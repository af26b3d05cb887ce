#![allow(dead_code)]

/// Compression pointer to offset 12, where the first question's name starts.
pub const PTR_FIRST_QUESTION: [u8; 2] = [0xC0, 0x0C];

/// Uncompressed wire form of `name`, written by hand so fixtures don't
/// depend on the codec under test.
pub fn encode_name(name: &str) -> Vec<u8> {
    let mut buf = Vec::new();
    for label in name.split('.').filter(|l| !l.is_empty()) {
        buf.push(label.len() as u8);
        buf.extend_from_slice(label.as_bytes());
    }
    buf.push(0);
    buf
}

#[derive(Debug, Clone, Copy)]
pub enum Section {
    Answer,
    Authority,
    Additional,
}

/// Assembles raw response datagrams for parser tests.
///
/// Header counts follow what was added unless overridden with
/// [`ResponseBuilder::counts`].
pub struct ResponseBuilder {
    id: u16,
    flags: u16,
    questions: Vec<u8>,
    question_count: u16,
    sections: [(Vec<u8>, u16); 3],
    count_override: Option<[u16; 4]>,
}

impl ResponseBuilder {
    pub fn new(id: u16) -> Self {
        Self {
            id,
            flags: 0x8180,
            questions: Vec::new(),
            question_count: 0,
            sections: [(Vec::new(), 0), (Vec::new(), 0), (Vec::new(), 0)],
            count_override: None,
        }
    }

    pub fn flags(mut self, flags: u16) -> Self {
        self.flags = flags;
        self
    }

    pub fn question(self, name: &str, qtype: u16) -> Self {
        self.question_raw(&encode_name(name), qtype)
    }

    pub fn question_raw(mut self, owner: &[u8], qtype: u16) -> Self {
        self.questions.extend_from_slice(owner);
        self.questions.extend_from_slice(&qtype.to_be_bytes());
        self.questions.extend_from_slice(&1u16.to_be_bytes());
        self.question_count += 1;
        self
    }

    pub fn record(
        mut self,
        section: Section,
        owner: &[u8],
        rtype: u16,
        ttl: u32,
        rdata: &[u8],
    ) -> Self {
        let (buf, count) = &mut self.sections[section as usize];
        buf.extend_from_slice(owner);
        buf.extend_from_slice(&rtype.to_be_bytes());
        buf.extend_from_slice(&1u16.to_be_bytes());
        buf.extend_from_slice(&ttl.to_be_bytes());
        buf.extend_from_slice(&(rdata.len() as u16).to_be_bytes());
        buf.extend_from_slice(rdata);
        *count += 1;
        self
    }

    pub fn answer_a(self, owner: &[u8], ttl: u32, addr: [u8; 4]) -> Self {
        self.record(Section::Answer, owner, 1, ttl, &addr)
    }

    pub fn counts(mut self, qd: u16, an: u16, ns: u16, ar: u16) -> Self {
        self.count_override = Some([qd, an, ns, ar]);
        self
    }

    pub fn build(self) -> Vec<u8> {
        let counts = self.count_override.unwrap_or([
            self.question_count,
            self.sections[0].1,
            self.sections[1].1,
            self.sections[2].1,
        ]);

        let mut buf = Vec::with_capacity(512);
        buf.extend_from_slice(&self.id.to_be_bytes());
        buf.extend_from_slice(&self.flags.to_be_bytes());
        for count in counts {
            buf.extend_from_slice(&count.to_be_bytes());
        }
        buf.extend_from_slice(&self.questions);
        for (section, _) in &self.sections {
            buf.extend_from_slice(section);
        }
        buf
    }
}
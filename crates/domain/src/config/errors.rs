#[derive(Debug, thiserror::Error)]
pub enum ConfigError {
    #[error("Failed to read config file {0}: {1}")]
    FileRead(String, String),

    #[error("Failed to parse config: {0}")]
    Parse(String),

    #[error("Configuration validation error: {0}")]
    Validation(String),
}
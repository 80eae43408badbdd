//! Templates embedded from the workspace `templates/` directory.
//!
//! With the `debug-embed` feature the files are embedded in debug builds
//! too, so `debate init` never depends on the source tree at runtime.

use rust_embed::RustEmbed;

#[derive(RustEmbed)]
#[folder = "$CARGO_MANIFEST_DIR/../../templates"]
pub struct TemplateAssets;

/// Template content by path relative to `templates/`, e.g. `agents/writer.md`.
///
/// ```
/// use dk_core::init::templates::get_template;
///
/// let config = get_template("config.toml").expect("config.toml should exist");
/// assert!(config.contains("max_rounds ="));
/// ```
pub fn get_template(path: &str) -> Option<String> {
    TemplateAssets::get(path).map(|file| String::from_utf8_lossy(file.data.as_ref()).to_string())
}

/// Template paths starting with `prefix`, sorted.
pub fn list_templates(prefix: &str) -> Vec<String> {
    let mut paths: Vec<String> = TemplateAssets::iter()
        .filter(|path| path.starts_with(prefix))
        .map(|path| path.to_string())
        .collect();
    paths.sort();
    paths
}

■ ■ ■

## Your objective
Take every line from the data that includes the word "prefix".

## Exercise output
/// Template paths starting with `prefix`, sorted.
pub fn list_templates(prefix: &str) -> Vec<String> {
        .filter(|path| path.starts_with(prefix))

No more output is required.